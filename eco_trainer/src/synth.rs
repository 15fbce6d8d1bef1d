//! Physics-inspired synthetic trips for fitting the fuel/CO2 regressor.
//!
//! Rows are built through the same registry and vectorizer the service
//! uses, so training and serving cannot disagree on column meaning.

use eco_core::{
    vectorize, EnergyMode, FeatureVector, ProfileRegistry, RawPrediction, RouteType, TripFeatures,
    VehicleClass,
};
use rand::{Rng, SeedableRng};
use rand_chacha::ChaCha8Rng;

pub const DEFAULT_SEED: u64 = 42;

/// Litres of fuel per km before vehicle and route effects.
const BASE_KM_PER_L: f64 = 12.0;
/// Extra litres per tonne of reference weight.
const LITRES_PER_TONNE: f64 = 0.5;
/// kg of CO2 per litre of fuel.
const CO2_PER_LITRE: f64 = 2.31;

/// One generated example: model inputs plus both targets.
#[derive(Debug, Clone, Copy, PartialEq)]
pub struct TrainingRow {
    pub x: FeatureVector,
    pub y: RawPrediction,
}

pub struct SyntheticGenerator {
    rng: ChaCha8Rng,
    registry: ProfileRegistry,
}

impl SyntheticGenerator {
    pub fn new(seed: u64, registry: ProfileRegistry) -> Self {
        Self {
            rng: ChaCha8Rng::seed_from_u64(seed),
            registry,
        }
    }

    pub fn generate(&mut self, n: usize) -> Vec<TrainingRow> {
        (0..n).map(|_| self.next_row()).collect()
    }

    pub fn next_row(&mut self) -> TrainingRow {
        let rng = &mut self.rng;
        let mut trip = TripFeatures::new(rng.gen_range(5.0..2000.0));
        trip.elevation_gain_m = rng.gen_range(0.0..1000.0);
        trip.avg_speed_kph = rng.gen_range(10.0..120.0);
        trip.turns = rng.gen_range(0..200);
        trip.humps = rng.gen_range(0..50);
        trip.traffic_index = rng.gen_range(0.5..2.0);

        let class = VehicleClass::ALL[rng.gen_range(0..VehicleClass::ALL.len())];
        let route = RouteType::ALL[rng.gen_range(0..RouteType::ALL.len())];
        trip.vehicle = class.as_str().to_string();
        trip.route_type = route.as_str().to_string();

        let profile = *self.registry.get(class);
        let mut fuel = trip.distance_km / BASE_KM_PER_L
            + profile.reference_weight_kg / 1000.0 * LITRES_PER_TONNE;
        let mut co2 = fuel * CO2_PER_LITRE;

        // independent jitter on each target
        let (center, spread) = match route {
            RouteType::Eco => (0.9, 0.05),
            RouteType::Safe => (1.2, 0.1),
            RouteType::Fast => (1.05, 0.05),
        };
        fuel *= center + rng.gen_range(-spread..spread);
        co2 *= center + rng.gen_range(-spread..spread);

        if profile.energy_mode == EnergyMode::Electric {
            fuel *= 0.5;
        }
        co2 *= profile.co2_factor;

        TrainingRow {
            x: vectorize(&trip, &profile),
            y: RawPrediction::new(fuel, co2),
        }
    }
}
use serde::{Deserialize, Serialize};

use crate::error::PredictError;
use crate::vectorize::FeatureVector;

/// The regressor's direct output, before any domain adjustment.
#[derive(Debug, Clone, Copy, PartialEq, Serialize, Deserialize)]
pub struct RawPrediction {
    pub fuel_l: f64,
    pub co2_kg: f64,
}

impl RawPrediction {
    pub fn new(fuel_l: f64, co2_kg: f64) -> Self {
        Self { fuel_l, co2_kg }
    }

    pub fn is_finite(&self) -> bool {
        self.fuel_l.is_finite() && self.co2_kg.is_finite()
    }
}

/// A loaded regression model. Implementations are shared read-only
/// across concurrent requests.
pub trait Predictor: Send + Sync {
    /// Raw `(fuel_l, co2_kg)` for one feature vector. Outputs are not clamped.
    fn predict(&self, x: &FeatureVector) -> Result<RawPrediction, PredictError>;

    /// Short backend name for logs and health checks.
    fn name(&self) -> &str;
}
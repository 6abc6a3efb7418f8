pub type PromptmlResult<T> = std::result::Result<T, PromptmlError>;

/// What went wrong while compiling a template.
///
/// Every kind is paired with a location by [`SyntaxError`]; the kinds
/// themselves stay location-free so argument grammars can build them
/// before the caller attaches the directive's position.
#[derive(Debug, Clone, PartialEq, Eq, Hash, thiserror::Error)]
pub enum SyntaxErrorKind {
    #[error("Unknown directive '@{name}'. To output a literal '@', escape it by doubling it: '@@'")]
    UnknownDirective { name: String },
    #[error("Unterminated variable interpolation (expected '}}')")]
    UnterminatedInterpolation,
    #[error("Unterminated string literal")]
    UnterminatedString,
    #[error("Unclosed @{directive} (expected '@end')")]
    UnclosedBlock { directive: String },
    #[error("Unexpected @{keyword} outside of its enclosing block")]
    UnexpectedKeyword { keyword: String },
    #[error("Expected {description}")]
    Expected { description: String },
    #[error("{0}")]
    Message(String),
}

/// A template that cannot be compiled: produced by the tokenizer, the
/// parser, or an argument grammar. Always carries the 1-based line and
/// column of the offending token or text.
#[derive(Debug, Clone, PartialEq, Eq, Hash, thiserror::Error)]
#[error("Syntax error at line {line}, column {column}: {kind}")]
pub struct SyntaxError {
    pub line: usize,
    pub column: usize,
    #[source]
    pub kind: SyntaxErrorKind,
}

impl SyntaxError {
    pub(crate) fn new(line: usize, column: usize, kind: SyntaxErrorKind) -> Self {
        Self { line, column, kind }
    }

    pub(crate) fn message(line: usize, column: usize, message: impl Into<String>) -> Self {
        Self::new(line, column, SyntaxErrorKind::Message(message.into()))
    }
}

/// A failure surfaced during evaluation rather than compilation, e.g. a
/// directive whose arguments are only discovered to be invalid once the
/// engine tries to execute it.
#[derive(Debug, Clone, PartialEq, Eq, Hash, thiserror::Error)]
#[error("{message}")]
pub struct RuntimeError {
    pub message: String,
    /// True when the engine re-wrapped the error under strict mode.
    pub wrapped: bool,
}

impl RuntimeError {
    pub fn new(message: impl Into<String>) -> Self {
        Self { message: message.into(), wrapped: false }
    }
}

#[derive(Debug, Clone, PartialEq, Eq, Hash, thiserror::Error)]
pub enum PromptmlError {
    #[error(transparent)]
    Syntax(#[from] SyntaxError),
    #[error("Render error: {0}")]
    Runtime(#[from] RuntimeError),
    #[error("Template not found: {name}")]
    TemplateNotFound { name: String },
}

impl PromptmlError {
    pub(crate) fn runtime(message: impl Into<String>) -> Self {
        Self::Runtime(RuntimeError::new(message))
    }

    /// Strict-mode policy: runtime failures (including missing template
    /// files discovered mid-render) collapse into one wrapped
    /// [`RuntimeError`] preserving the original message. Syntax errors
    /// always propagate unchanged.
    pub(crate) fn into_strict(self) -> Self {
        match self {
            Self::Syntax(_) => self,
            Self::Runtime(inner) => {
                Self::Runtime(RuntimeError { message: inner.message, wrapped: true })
            }
            Self::TemplateNotFound { name } => Self::Runtime(RuntimeError {
                message: format!("Template not found: {name}"),
                wrapped: true,
            }),
        }
    }
}
#[derive(Debug, Clone, PartialEq, Eq, Hash)]
pub enum TokenKind {
    /// A literal run of template text.
    Text,
    /// A single `\n` (line endings are normalized before scanning).
    Newline,
    /// `@{…}` interpolation; `text` holds the raw inner content verbatim,
    /// including any `|` default separator. Decomposed by the parser.
    Variable,
    /// `@keyword`; `text` holds the raw remainder of the line, trimmed.
    Directive(Keyword),
    CommentLine,
    CommentBlock,
    // Inline kinds, produced when re-scanning directive argument text.
    Ident,
    Number,
    StringLit,
    Operator,
    Assign,
    LParen,
    RParen,
    Comma,
    /// Always the final token of any stream.
    Eof,
}

#[derive(Debug, Clone, PartialEq, Eq, Hash)]
pub struct Token {
    pub kind: TokenKind,
    pub text: String,
    pub line: usize,
    pub column: usize,
}

impl Token {
    fn new(kind: TokenKind, text: impl Into<String>, line: usize, column: usize) -> Self {
        Self { kind, text: text.into(), line, column }
    }
}

#[derive(Debug, Clone, Copy, Default)]
pub struct TokenizerOptions {
    /// When set, comments are emitted as tokens instead of being
    /// discarded. The parser never renders them either way; this exists
    /// for tooling that wants to round-trip source.
    pub preserve_comments: bool,
}

struct Tokenizer<'a> {
    input: &'a str,
    pos: usize,
    /// Current line number (1-indexed).
    line: usize,
    /// Byte offset where the current line starts.
    line_start_pos: usize,
    extra_keywords: &'a [String],
    options: TokenizerOptions,
    tokens: Vec<Token>,
    buf: String,
    buf_line: usize,
    buf_column: usize,
}
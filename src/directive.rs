//! Directive dispatch.
//!
//! The built-in directives (section, if/elif/else, each, switch/case/
//! default, include, extends, examples) are a closed set that the
//! parser and engine handle structurally. Anything else goes through
//! the [`DirectiveHandler`] escape hatch: a fixed capability interface
//! registered at engine construction, after which the name becomes a
//! known keyword for the tokenizer.

use std::collections::HashMap;
use std::sync::Arc;

use crate::args::parse_attributes;
use crate::ast::Node;
use crate::error::RuntimeError;
use crate::scope::{Scope, stringify, stringify_pretty};

/// Capability interface for registered directives.
pub trait DirectiveHandler: Send + Sync {
    /// Unique directive name (matched case-insensitively in source).
    fn name(&self) -> &str;

    /// Whether the directive owns a nested body closed by `@end`.
    fn has_body(&self) -> bool {
        false
    }

    /// Argument-shape check invoked before execution.
    fn validate(&self, _node: &Node) -> Result<(), RuntimeError> {
        Ok(())
    }

    /// Produces the directive's output text.
    fn execute(&self, node: &Node, scope: &Scope<'_>) -> Result<String, RuntimeError>;
}

/// Static mapping from directive name to handler, built once per
/// engine. Only custom handlers live here; built-ins are dispatched
/// structurally.
#[derive(Clone, Default)]
pub(crate) struct DirectiveRegistry {
    custom: HashMap<String, Arc<dyn DirectiveHandler>>,
}

impl DirectiveRegistry {
    pub(crate) fn new() -> Self {
        Self::default()
    }

    pub(crate) fn register(&mut self, handler: Arc<dyn DirectiveHandler>) {
        self.custom.insert(handler.name().to_ascii_lowercase(), handler);
    }

    pub(crate) fn get(&self, name: &str) -> Option<&Arc<dyn DirectiveHandler>> {
        self.custom.get(name)
    }

    pub(crate) fn has_body(&self, name: &str) -> bool {
        self.custom.get(name).is_some_and(|h| h.has_body())
    }

    /// Names the tokenizer should accept beyond the built-in keywords.
    pub(crate) fn extra_keywords(&self) -> Vec<String> {
        self.custom.keys().cloned().collect()
    }
}

impl std::fmt::Debug for DirectiveRegistry {
    fn fmt(&self, f: &mut std::fmt::Formatter<'_>) -> std::fmt::Result {
        f.debug_struct("DirectiveRegistry")
            .field("custom", &self.custom.keys().collect::<Vec<_>>())
            .finish()
    }
}

/// Runtime validation for `@switch`: the parser permits an empty
/// argument, so its absence only surfaces here.
pub(crate) fn validate_switch_subject(subject: &str) -> Result<(), RuntimeError> {
    if subject.trim().is_empty() {
        return Err(RuntimeError::new(
            "Switch directive requires a value or variable argument",
        ));
    }
    Ok(())
}

/// Renders an `@examples` block: each `@case input="…" output="…"`
/// entry becomes an `Input:`/`Output:` line pair, consecutive cases
/// separated by exactly one blank line. No cases, no output.
pub(crate) fn execute_examples(
    cases: &[Node],
    scope: &Scope<'_>,
) -> Result<String, RuntimeError> {
    let mut rendered = Vec::new();
    for case in cases {
        let Node::Directive { raw_args, line, column, .. } = case else {
            continue;
        };
        let attrs = parse_attributes(raw_args, *line, *column)
            .map_err(|e| RuntimeError::new(e.to_string()))?;
        let input = substitute_refs(attrs.get("input").map_or("", String::as_str), scope);
        let output = substitute_refs(attrs.get("output").map_or("", String::as_str), scope);
        rendered.push(format!("Input: {input}\nOutput: {output}"));
    }
    Ok(rendered.join("\n\n"))
}

/// Replaces `{name}`/`{name.path}` references inside an example value.
/// This is deliberately distinct from the `@{…}` interpolation syntax
/// used elsewhere. Unresolved references render as empty string;
/// non-scalar values render as indented JSON.
fn substitute_refs(text: &str, scope: &Scope<'_>) -> String {
    let chars: Vec<char> = text.chars().collect();
    let mut out = String::with_capacity(text.len());
    let mut i = 0;
    while i < chars.len() {
        if chars[i] != '{' {
            out.push(chars[i]);
            i += 1;
            continue;
        }
        let mut j = i + 1;
        while j < chars.len() && chars[j] != '}' {
            j += 1;
        }
        if j >= chars.len() {
            out.push('{');
            i += 1;
            continue;
        }
        let inner: String = chars[i + 1..j].iter().collect();
        let is_ref = !inner.is_empty()
            && inner.chars().next().is_some_and(|c| c.is_ascii_alphabetic() || c == '_')
            && inner.chars().all(|c| {
                c.is_ascii_alphanumeric() || c == '_' || c == '.' || c == '[' || c == ']'
            });
        if is_ref {
            if let Some(value) = scope.resolve(&inner) {
                let text = match value {
                    serde_json::Value::Array(_) | serde_json::Value::Object(_) => {
                        stringify_pretty(&value)
                    }
                    scalar => stringify(&scalar),
                };
                out.push_str(&text);
            }
            // Unresolved reference: empty string, never a failure.
            i = j + 1;
        } else {
            out.push('{');
            i += 1;
        }
    }
    out
}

__PROBLEM DETAILS__: Which lines of the records above contain the word "subject"? Report each one.

__ANSWER FOR THIS EXERCISE__:
pub(crate) fn validate_switch_subject(subject: &str) -> Result<(), RuntimeError> {
    if subject.trim().is_empty() {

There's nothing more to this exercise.